-- Opening Marker --

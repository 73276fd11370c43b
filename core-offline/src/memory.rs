//! In-process [`CacheStorage`].
//!
//! Backs the worker in tests and native hosts. Entries are keyed by
//! [`FetchRequest::cache_key`].

use async_trait::async_trait;
use bridge_traits::cache::CacheStorage;
use bridge_traits::error::{BridgeError, Result};
use bridge_traits::http::{FetchRequest, FetchResponse};
use parking_lot::RwLock;
use std::collections::HashMap;

type Store = HashMap<String, FetchResponse>;

#[derive(Debug, Default)]
pub struct MemoryCacheStorage {
    stores: RwLock<HashMap<String, Store>>,
}

impl MemoryCacheStorage {
    pub fn new() -> Self {
        Self::default()
    }

    /// Number of entries in `store`, or `None` if it does not exist.
    pub fn entry_count(&self, store: &str) -> Option<usize> {
        self.stores.read().get(store).map(HashMap::len)
    }
}

#[cfg_attr(target_arch = "wasm32", async_trait(?Send))]
#[cfg_attr(not(target_arch = "wasm32"), async_trait)]
impl CacheStorage for MemoryCacheStorage {
    async fn open(&self, store: &str) -> Result<()> {
        self.stores.write().entry(store.to_string()).or_default();
        Ok(())
    }

    async fn keys(&self) -> Result<Vec<String>> {
        let mut names: Vec<String> = self.stores.read().keys().cloned().collect();
        names.sort();
        Ok(names)
    }

    async fn delete(&self, store: &str) -> Result<bool> {
        Ok(self.stores.write().remove(store).is_some())
    }

    async fn lookup(&self, store: &str, request: &FetchRequest) -> Result<Option<FetchResponse>> {
        Ok(self
            .stores
            .read()
            .get(store)
            .and_then(|entries| entries.get(request.cache_key()))
            .cloned())
    }

    async fn put(
        &self,
        store: &str,
        request: &FetchRequest,
        response: FetchResponse,
    ) -> Result<()> {
        let mut stores = self.stores.write();
        let entries = stores
            .get_mut(store)
            .ok_or_else(|| BridgeError::NotAvailable(format!("cache store {store} is not open")))?;
        entries.insert(request.cache_key().to_string(), response);
        Ok(())
    }

    async fn put_all(&self, store: &str, batch: Vec<(FetchRequest, FetchResponse)>) -> Result<()> {
        let mut stores = self.stores.write();
        let entries = stores
            .get_mut(store)
            .ok_or_else(|| BridgeError::NotAvailable(format!("cache store {store} is not open")))?;
        entries.extend(
            batch
                .into_iter()
                .map(|(request, response)| (request.cache_key().to_string(), response)),
        );
        Ok(())
    }
}

#[cfg(test)]
mod tests {
    use super::*;

    #[tokio::test]
    async fn put_requires_open_store() {
        let storage = MemoryCacheStorage::new();
        let request = FetchRequest::get("https://a.example/x");
        let err = storage
            .put("missing", &request, FetchResponse::new(200, "x"))
            .await
            .unwrap_err();
        assert!(matches!(err, BridgeError::NotAvailable(_)));
    }

    #[tokio::test]
    async fn lookup_ignores_fragment() {
        let storage = MemoryCacheStorage::new();
        storage.open("s").await.unwrap();
        storage
            .put("s", &FetchRequest::get("https://a.example/x"), FetchResponse::new(200, "x"))
            .await
            .unwrap();

        let hit = storage
            .lookup("s", &FetchRequest::get("https://a.example/x#frag"))
            .await
            .unwrap();
        assert_eq!(hit.unwrap().body, "x");
        assert!(storage
            .lookup("other", &FetchRequest::get("https://a.example/x"))
            .await
            .unwrap()
            .is_none());
    }

    #[tokio::test]
    async fn keys_and_delete() {
        let storage = MemoryCacheStorage::new();
        storage.open("b").await.unwrap();
        storage.open("a").await.unwrap();
        assert_eq!(storage.keys().await.unwrap(), vec!["a", "b"]);
        assert!(storage.delete("a").await.unwrap());
        assert!(!storage.delete("a").await.unwrap());
        assert_eq!(storage.entry_count("b"), Some(0));
    }

    #[tokio::test]
    async fn put_all_stores_every_entry() {
        let storage = MemoryCacheStorage::new();
        storage.open("s").await.unwrap();
        storage
            .put_all(
                "s",
                vec![
                    (FetchRequest::get("https://a.example/1"), FetchResponse::new(200, "1")),
                    (FetchRequest::get("https://a.example/2"), FetchResponse::new(200, "2")),
                ],
            )
            .await
            .unwrap();
        assert_eq!(storage.entry_count("s"), Some(2));
    }
}
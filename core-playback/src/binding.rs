//! Self-contained resource binding.

use async_trait::async_trait;
use base64::{engine::general_purpose::STANDARD, Engine as _};
use bridge_traits::error::Result;
use bridge_traits::storage::{ResourceBinder, ResourceLocator, UploadedFile};
use tracing::debug;

/// Encodes the file bytes into a `data:` URL.
///
/// The locator carries its own copy of the bytes, so there is nothing to
/// revoke and [`ResourceBinder::release`] does nothing. Memory use is roughly
/// 4/3 of the file size per track.
#[derive(Debug, Default, Clone, Copy)]
pub struct InlineBinder;

impl InlineBinder {
    pub fn new() -> Self {
        Self
    }
}

#[cfg_attr(target_arch = "wasm32", async_trait(?Send))]
#[cfg_attr(not(target_arch = "wasm32"), async_trait)]
impl ResourceBinder for InlineBinder {
    async fn bind(&self, file: &UploadedFile, mime_type: &str) -> Result<ResourceLocator> {
        debug!(file = %file.name, bytes = file.data.len(), "Inlining audio file");
        let encoded = STANDARD.encode(&file.data);
        Ok(ResourceLocator::new(format!("data:{mime_type};base64,{encoded}")))
    }

    fn release(&self, _locator: &ResourceLocator) {}
}
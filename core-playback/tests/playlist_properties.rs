//! Invariant checks over long, pseudo-random operation sequences.

use bridge_traits::storage::ResourceLocator;
use core_playback::{Playlist, TrackId, TrackRecord};

/// Small deterministic generator so failures are reproducible.
struct XorShift(u64);

impl XorShift {
    fn next(&mut self) -> u64 {
        let mut x = self.0;
        x ^= x << 13;
        x ^= x >> 7;
        x ^= x << 17;
        self.0 = x;
        x
    }

    fn below(&mut self, bound: usize) -> usize {
        (self.next() % bound as u64) as usize
    }
}

fn track(n: usize) -> TrackRecord {
    TrackRecord::new(
        format!("t{n}.mp3"),
        ResourceLocator::new(format!("blob:{n}")),
        1,
        "audio/mpeg",
    )
}

fn assert_selection_valid(playlist: &Playlist) {
    match playlist.current_index() {
        None => {}
        Some(index) => assert!(
            index < playlist.len(),
            "current index {index} out of bounds for {} tracks",
            playlist.len()
        ),
    }
    if playlist.is_empty() {
        assert_eq!(playlist.current_index(), None);
    }
}

#[test]
fn selection_stays_valid_across_random_operations() {
    for seed in 1..=50u64 {
        let mut rng = XorShift(seed.wrapping_mul(0x9E37_79B9_7F4A_7C15));
        let mut playlist = Playlist::new();
        let mut created = 0;

        for _ in 0..400 {
            match rng.below(5) {
                0 | 1 => {
                    playlist.push(track(created));
                    created += 1;
                    if playlist.current_index().is_none() {
                        playlist.select(0).unwrap();
                    }
                }
                2 if !playlist.is_empty() => {
                    let index = rng.below(playlist.len());
                    let before = playlist.current_index();
                    let current_id = playlist.current_id();
                    let removal = playlist.remove(index).unwrap();

                    match before {
                        Some(cur) if cur == index => {
                            assert!(removal.was_current);
                            if !playlist.is_empty() {
                                assert_eq!(
                                    playlist.current_index(),
                                    Some(index.min(playlist.len() - 1))
                                );
                            }
                        }
                        Some(cur) if cur > index => {
                            assert_eq!(playlist.current_index(), Some(cur - 1));
                            assert_eq!(playlist.current_id(), current_id);
                        }
                        _ => assert_eq!(playlist.current_id(), current_id),
                    }
                }
                3 => {
                    if let Some(index) = playlist.next_index() {
                        playlist.select(index).unwrap();
                    }
                }
                _ => {
                    if let Some(index) = playlist.previous_index() {
                        playlist.select(index).unwrap();
                    }
                }
            }
            assert_selection_valid(&playlist);
        }
    }
}

#[test]
fn next_then_previous_returns_to_start() {
    for len in 2..8 {
        let mut playlist = Playlist::new();
        for n in 0..len {
            playlist.push(track(n));
        }
        for start in 0..len {
            playlist.select(start).unwrap();
            let next = playlist.next_index().unwrap();
            playlist.select(next).unwrap();
            let back = playlist.previous_index().unwrap();
            assert_eq!(back, start, "len {len}, start {start}");

            playlist.select(start).unwrap();
            let prev = playlist.previous_index().unwrap();
            playlist.select(prev).unwrap();
            assert_eq!(playlist.next_index().unwrap(), start);
        }
    }
}

#[test]
fn removal_never_changes_identity_of_other_tracks() {
    let mut playlist = Playlist::new();
    for n in 0..6 {
        playlist.push(track(n));
    }
    let ids: Vec<TrackId> = playlist.tracks().iter().map(|t| t.id).collect();

    playlist.remove(3).unwrap();
    playlist.remove(0).unwrap();

    let remaining: Vec<TrackId> = playlist.tracks().iter().map(|t| t.id).collect();
    assert_eq!(remaining, vec![ids[1], ids[2], ids[4], ids[5]]);
}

-- Closing Marker --

▸ **YOUR TASK**
Select all lines in the listing that include the word "format".

▸ **FINISHED EXERCISE**
            .ok_or_else(|| BridgeError::NotAvailable(format!("cache store {store} is not open")))?;
            .ok_or_else(|| BridgeError::NotAvailable(format!("cache store {store} is not open")))?;
        Ok(ResourceLocator::new(format!("data:{mime_type};base64,{encoded}")))
        format!("t{n}.mp3"),
        ResourceLocator::new(format!("blob:{n}")),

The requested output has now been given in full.